▶ **EXERCISE OBJECTIVE**: Counting only the lines below that contain the word "Failed", what is the total? Give it with no other words.

Collected data:
╭──

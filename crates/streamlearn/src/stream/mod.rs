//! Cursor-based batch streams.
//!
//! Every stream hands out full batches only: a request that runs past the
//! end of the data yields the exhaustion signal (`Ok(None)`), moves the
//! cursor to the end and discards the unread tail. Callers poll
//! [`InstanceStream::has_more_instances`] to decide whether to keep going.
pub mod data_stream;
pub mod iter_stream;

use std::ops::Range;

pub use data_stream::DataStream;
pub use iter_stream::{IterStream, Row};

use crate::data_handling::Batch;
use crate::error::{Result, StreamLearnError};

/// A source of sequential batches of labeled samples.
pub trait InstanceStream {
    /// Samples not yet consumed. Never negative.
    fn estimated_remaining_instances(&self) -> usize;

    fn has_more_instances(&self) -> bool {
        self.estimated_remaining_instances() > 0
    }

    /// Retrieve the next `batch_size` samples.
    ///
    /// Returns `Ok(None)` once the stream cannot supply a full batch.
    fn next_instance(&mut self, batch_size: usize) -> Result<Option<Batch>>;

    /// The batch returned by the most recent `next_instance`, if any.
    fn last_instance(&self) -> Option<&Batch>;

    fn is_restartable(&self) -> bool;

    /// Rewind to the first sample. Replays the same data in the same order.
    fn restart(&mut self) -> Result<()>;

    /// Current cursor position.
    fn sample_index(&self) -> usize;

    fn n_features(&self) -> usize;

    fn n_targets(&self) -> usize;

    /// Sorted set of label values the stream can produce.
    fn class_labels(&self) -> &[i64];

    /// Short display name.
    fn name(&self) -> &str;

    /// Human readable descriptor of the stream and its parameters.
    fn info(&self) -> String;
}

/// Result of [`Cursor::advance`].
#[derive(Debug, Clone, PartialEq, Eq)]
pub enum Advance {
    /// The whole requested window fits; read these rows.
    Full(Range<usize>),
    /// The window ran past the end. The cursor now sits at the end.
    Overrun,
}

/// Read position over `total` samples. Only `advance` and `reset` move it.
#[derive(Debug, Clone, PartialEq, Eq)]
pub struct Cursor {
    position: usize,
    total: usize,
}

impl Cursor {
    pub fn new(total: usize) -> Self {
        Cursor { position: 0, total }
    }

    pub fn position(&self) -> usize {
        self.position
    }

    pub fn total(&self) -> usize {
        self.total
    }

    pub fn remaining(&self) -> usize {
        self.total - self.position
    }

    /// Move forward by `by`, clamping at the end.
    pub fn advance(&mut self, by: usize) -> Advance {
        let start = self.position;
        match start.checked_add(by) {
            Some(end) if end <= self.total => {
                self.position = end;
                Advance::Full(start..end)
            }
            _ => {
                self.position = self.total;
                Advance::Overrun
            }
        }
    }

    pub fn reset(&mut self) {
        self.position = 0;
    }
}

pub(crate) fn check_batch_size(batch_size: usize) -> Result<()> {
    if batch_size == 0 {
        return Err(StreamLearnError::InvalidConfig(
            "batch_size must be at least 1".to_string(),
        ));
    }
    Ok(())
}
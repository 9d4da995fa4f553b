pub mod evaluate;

╰──
╭──

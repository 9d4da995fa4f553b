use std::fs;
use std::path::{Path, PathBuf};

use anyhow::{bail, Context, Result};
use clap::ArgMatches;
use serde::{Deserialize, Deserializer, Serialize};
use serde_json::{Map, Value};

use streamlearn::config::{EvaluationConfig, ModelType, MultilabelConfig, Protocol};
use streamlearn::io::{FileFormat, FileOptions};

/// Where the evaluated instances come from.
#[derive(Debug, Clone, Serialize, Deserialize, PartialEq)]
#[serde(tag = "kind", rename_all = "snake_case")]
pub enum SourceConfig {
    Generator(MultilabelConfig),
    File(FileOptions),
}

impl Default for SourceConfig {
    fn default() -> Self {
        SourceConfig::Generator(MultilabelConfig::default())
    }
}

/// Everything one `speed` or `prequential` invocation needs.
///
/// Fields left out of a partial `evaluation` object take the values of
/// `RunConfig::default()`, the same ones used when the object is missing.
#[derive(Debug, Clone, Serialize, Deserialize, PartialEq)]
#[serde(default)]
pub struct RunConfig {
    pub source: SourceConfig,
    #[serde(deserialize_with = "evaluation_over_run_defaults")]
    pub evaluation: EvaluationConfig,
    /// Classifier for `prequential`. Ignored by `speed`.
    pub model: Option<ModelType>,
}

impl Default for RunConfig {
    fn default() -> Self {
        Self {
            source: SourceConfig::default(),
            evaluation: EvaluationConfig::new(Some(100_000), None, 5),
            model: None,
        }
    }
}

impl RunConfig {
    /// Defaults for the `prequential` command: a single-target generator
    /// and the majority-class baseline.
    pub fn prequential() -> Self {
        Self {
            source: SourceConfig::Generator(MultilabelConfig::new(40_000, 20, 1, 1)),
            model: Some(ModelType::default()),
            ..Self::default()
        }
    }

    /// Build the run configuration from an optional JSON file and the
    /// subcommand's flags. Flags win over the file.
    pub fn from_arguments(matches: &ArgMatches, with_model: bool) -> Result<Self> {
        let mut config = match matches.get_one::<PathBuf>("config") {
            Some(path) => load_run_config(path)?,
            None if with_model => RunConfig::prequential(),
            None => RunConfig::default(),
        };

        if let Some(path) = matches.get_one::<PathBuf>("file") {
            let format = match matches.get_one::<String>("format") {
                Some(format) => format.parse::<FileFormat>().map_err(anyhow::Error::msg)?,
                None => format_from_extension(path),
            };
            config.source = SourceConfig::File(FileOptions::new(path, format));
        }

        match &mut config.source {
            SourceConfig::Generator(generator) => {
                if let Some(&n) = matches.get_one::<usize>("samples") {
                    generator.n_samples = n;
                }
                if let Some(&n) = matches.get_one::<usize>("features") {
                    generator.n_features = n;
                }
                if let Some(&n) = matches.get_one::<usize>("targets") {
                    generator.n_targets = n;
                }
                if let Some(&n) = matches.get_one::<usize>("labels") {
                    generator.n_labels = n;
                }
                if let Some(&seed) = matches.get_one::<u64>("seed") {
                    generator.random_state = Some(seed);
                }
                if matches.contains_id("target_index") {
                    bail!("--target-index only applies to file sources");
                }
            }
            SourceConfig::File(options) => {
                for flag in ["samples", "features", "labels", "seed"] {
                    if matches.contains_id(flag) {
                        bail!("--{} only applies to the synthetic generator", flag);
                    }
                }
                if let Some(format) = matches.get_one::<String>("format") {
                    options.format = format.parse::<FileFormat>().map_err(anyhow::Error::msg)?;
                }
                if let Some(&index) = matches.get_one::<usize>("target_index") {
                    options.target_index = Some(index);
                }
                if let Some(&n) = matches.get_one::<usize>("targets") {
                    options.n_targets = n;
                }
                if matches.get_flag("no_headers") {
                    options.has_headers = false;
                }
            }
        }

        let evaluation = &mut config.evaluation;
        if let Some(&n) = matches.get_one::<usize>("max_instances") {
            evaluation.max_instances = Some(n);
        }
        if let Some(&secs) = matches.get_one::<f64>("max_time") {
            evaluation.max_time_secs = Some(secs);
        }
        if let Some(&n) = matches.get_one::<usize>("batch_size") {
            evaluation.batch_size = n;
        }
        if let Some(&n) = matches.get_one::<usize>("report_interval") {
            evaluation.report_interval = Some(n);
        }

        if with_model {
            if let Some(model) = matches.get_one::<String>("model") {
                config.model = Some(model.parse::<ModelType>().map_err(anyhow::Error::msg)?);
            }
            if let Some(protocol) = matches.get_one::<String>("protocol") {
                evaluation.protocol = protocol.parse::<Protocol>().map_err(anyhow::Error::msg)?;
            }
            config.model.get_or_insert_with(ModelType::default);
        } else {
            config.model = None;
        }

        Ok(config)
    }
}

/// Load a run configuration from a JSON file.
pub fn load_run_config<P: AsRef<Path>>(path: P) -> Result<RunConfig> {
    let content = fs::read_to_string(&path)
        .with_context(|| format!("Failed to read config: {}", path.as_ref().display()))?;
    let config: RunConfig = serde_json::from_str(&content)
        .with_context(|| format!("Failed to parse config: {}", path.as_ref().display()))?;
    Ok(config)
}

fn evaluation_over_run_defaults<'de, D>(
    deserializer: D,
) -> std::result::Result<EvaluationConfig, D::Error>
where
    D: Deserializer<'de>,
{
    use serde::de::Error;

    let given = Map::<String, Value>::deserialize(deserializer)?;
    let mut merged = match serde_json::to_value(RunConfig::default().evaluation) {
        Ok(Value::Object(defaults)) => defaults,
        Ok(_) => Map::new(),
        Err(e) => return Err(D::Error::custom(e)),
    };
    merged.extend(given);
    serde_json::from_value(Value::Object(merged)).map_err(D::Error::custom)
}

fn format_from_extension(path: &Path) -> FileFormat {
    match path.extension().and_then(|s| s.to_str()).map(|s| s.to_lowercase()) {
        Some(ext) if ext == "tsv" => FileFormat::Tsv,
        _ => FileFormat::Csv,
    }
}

╰──
╭──

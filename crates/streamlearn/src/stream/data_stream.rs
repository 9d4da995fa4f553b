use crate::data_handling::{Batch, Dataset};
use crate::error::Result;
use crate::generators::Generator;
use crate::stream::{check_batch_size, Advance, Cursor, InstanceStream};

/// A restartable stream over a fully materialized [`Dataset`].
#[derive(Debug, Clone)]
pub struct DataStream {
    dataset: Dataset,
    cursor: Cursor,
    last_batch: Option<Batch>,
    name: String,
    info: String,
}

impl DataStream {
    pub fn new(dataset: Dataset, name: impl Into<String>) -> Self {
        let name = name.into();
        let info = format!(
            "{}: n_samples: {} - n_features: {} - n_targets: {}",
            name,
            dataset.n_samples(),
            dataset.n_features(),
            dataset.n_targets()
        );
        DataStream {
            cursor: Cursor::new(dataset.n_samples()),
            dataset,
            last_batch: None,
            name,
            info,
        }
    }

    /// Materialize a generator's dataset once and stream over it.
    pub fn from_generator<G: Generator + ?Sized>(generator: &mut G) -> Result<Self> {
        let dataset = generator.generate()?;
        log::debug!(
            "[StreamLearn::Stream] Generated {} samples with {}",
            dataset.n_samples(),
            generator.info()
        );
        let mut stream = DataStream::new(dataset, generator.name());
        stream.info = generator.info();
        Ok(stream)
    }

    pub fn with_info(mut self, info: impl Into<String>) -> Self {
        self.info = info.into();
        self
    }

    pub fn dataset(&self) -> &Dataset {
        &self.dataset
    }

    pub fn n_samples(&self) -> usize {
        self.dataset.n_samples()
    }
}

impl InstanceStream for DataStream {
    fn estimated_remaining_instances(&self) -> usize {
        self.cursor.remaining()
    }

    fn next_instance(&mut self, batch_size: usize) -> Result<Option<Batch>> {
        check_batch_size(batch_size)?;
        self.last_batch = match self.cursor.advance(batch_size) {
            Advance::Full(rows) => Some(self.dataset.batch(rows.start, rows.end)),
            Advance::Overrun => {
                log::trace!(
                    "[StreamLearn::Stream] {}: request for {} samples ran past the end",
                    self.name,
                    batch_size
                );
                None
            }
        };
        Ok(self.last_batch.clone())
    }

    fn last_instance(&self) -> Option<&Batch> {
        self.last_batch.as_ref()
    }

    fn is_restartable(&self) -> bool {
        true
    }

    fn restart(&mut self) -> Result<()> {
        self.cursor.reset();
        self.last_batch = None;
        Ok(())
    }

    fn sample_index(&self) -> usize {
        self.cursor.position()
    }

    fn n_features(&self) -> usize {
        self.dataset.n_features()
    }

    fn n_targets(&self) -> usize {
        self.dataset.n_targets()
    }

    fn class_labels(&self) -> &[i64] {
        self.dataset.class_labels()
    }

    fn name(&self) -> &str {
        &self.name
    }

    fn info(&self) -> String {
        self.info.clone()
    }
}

╰──

▶ **WORKED SOLUTION**: 2